Stored items

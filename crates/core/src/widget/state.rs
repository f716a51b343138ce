use little_chat_model::{ChatRequest, Turn};
use super::{FALLBACK_REPLY, Ui, WidgetState};
use crate::backend_client::SendRequestResult;
use crate::display::{Speaker, render_message};

/// The stage of the send cycle.
#[derive(Clone, Copy, Debug, Default, PartialEq, Eq, Hash)]
pub enum Stage {
    /// Nothing typed, nothing in flight.
    #[default]
    Idle,
    /// The input field holds text that can be sent.
    Composing,
    /// At least one request is waiting for its reply.
    Sending,
}

impl WidgetState {
    pub(super) fn stage(&self) -> Stage {
        if self.in_flight > 0 {
            Stage::Sending
        } else if self.input.trimmed().is_some() {
            Stage::Composing
        } else {
            Stage::Idle
        }
    }

    /// Picks the text to send and where it came from.
    fn resolve_text(&self, text: Option<String>) -> Option<(String, Source)> {
        match text {
            Some(text) if !text.is_empty() => Some((text, Source::Provided)),
            _ => self
                .input
                .trimmed()
                .map(|text| (text.to_owned(), Source::InputField)),
        }
    }

    pub(super) fn send_message(
        &mut self,
        text: Option<String>,
        ui: &Ui,
    ) {
        let Some((text, source)) = self.resolve_text(text) else {
            trace!("nothing to send");
            return;
        };

        self.render(&text, Speaker::User);
        if source == Source::InputField {
            self.input.clear();
        }
        self.transcript.append(Turn::user(text));
        self.set_typing_visible(true);

        let request = ChatRequest {
            history: self.transcript.snapshot(),
        };
        let request_id = self.next_request_id;
        self.next_request_id += 1;
        self.in_flight += 1;
        debug!(request_id, turns = request.history.len(), "sending a request");

        let backend = self.backend.clone();
        let ui = ui.clone();
        tokio::spawn(async move {
            let result = backend.send_request(request).await;
            // The widget may have been closed in the meantime.
            ui.post(move |state, _| state.finish_request(request_id, result))
                .ok();
        });
    }

    fn finish_request(&mut self, request_id: u64, result: SendRequestResult) {
        self.in_flight = self.in_flight.saturating_sub(1);
        self.set_typing_visible(false);

        match result {
            Ok(reply) => {
                debug!(request_id, "got a reply");
                let text = reply.into_text();
                self.render(&text, Speaker::Bot);
                self.transcript.append(Turn::assistant(text));
            }
            Err(err) => {
                // Nothing is recorded for this turn, a later send carries
                // the unanswered user turn again.
                warn!(request_id, "reply unavailable: {err}");
                self.render(FALLBACK_REPLY, Speaker::Bot);
            }
        }

        if self.in_flight == 0 {
            if let Some(on_idle) = &self.on_idle {
                on_idle();
            }
        }
    }

    pub(super) fn select_emoji(&mut self, idx: usize) {
        if !self.emoji_picker.is_visible() {
            trace!("emoji picker is hidden, ignoring item {idx}");
            return;
        }
        let Some(glyph) = self.emoji_picker.glyph(idx) else {
            warn!("no emoji item at {idx}");
            return;
        };
        self.input.append(glyph);
        self.input.focus();
        self.emoji_picker.hide();
    }

    pub(super) fn click_quick_reply(&mut self, idx: usize, ui: &Ui) {
        let Some(reply) = self.quick_replies.get(idx) else {
            warn!("no quick reply at {idx}");
            return;
        };
        let text = reply.text().to_owned();
        self.send_message(Some(text), ui);
    }

    fn render(&mut self, content: &str, speaker: Speaker) {
        let bubble = render_message(content, speaker, self.clock.as_ref());
        self.display.insert_message(bubble);
        self.display.scroll_to_bottom();
    }

    fn set_typing_visible(&mut self, visible: bool) {
        self.typing_visible = visible;
        self.display.set_typing_visible(visible);
        self.display.scroll_to_bottom();
    }
}

#[derive(Clone, Copy, Debug, PartialEq, Eq)]
enum Source {
    Provided,
    InputField,
}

**REQUIREMENT:** From the data above, extract every line in its exact form.

**COMPLETED EXERCISE:**
filename crates/core/src/widget/state.rs
repository f716a51b343138ce
use little_chat_model::{ChatRequest, Turn};
use super::{FALLBACK_REPLY, Ui, WidgetState};
use crate::backend_client::SendRequestResult;
use crate::display::{Speaker, render_message};

/// The stage of the send cycle.
#[derive(Clone, Copy, Debug, Default, PartialEq, Eq, Hash)]
pub enum Stage {
    /// Nothing typed, nothing in flight.
    #[default]
    Idle,
    /// The input field holds text that can be sent.
    Composing,
    /// At least one request is waiting for its reply.
    Sending,
}

impl WidgetState {
    pub(super) fn stage(&self) -> Stage {
        if self.in_flight > 0 {
            Stage::Sending
        } else if self.input.trimmed().is_some() {
            Stage::Composing
        } else {
            Stage::Idle
        }
    }

    /// Picks the text to send and where it came from.
    fn resolve_text(&self, text: Option<String>) -> Option<(String, Source)> {
        match text {
            Some(text) if !text.is_empty() => Some((text, Source::Provided)),
            _ => self
                .input
                .trimmed()
                .map(|text| (text.to_owned(), Source::InputField)),
        }
    }

    pub(super) fn send_message(
        &mut self,
        text: Option<String>,
        ui: &Ui,
    ) {
        let Some((text, source)) = self.resolve_text(text) else {
            trace!("nothing to send");
            return;
        };

        self.render(&text, Speaker::User);
        if source == Source::InputField {
            self.input.clear();
        }
        self.transcript.append(Turn::user(text));
        self.set_typing_visible(true);

        let request = ChatRequest {
            history: self.transcript.snapshot(),
        };
        let request_id = self.next_request_id;
        self.next_request_id += 1;
        self.in_flight += 1;
        debug!(request_id, turns = request.history.len(), "sending a request");

        let backend = self.backend.clone();
        let ui = ui.clone();
        tokio::spawn(async move {
            let result = backend.send_request(request).await;
            // The widget may have been closed in the meantime.
            ui.post(move |state, _| state.finish_request(request_id, result))
                .ok();
        });
    }

    fn finish_request(&mut self, request_id: u64, result: SendRequestResult) {
        self.in_flight = self.in_flight.saturating_sub(1);
        self.set_typing_visible(false);

        match result {
            Ok(reply) => {
                debug!(request_id, "got a reply");
                let text = reply.into_text();
                self.render(&text, Speaker::Bot);
                self.transcript.append(Turn::assistant(text));
            }
            Err(err) => {
                // Nothing is recorded for this turn, a later send carries
                // the unanswered user turn again.
                warn!(request_id, "reply unavailable: {err}");
                self.render(FALLBACK_REPLY, Speaker::Bot);
            }
        }

        if self.in_flight == 0 {
            if let Some(on_idle) = &self.on_idle {
                on_idle();
            }
        }
    }

    pub(super) fn select_emoji(&mut self, idx: usize) {
        if !self.emoji_picker.is_visible() {
            trace!("emoji picker is hidden, ignoring item {idx}");
            return;
        }
        let Some(glyph) = self.emoji_picker.glyph(idx) else {
            warn!("no emoji item at {idx}");
            return;
        };
        self.input.append(glyph);
        self.input.focus();
        self.emoji_picker.hide();
    }

    pub(super) fn click_quick_reply(&mut self, idx: usize, ui: &Ui) {
        let Some(reply) = self.quick_replies.get(idx) else {
            warn!("no quick reply at {idx}");
            return;
        };
        let text = reply.text().to_owned();
        self.send_message(Some(text), ui);
    }

    fn render(&mut self, content: &str, speaker: Speaker) {
        let bubble = render_message(content, speaker, self.clock.as_ref());
        self.display.insert_message(bubble);
        self.display.scroll_to_bottom();
    }

    fn set_typing_visible(&mut self, visible: bool) {
        self.typing_visible = visible;
        self.display.set_typing_visible(visible);
        self.display.scroll_to_bottom();
    }
}

#[derive(Clone, Copy, Debug, PartialEq, Eq)]
enum Source {
    Provided,
    InputField,
}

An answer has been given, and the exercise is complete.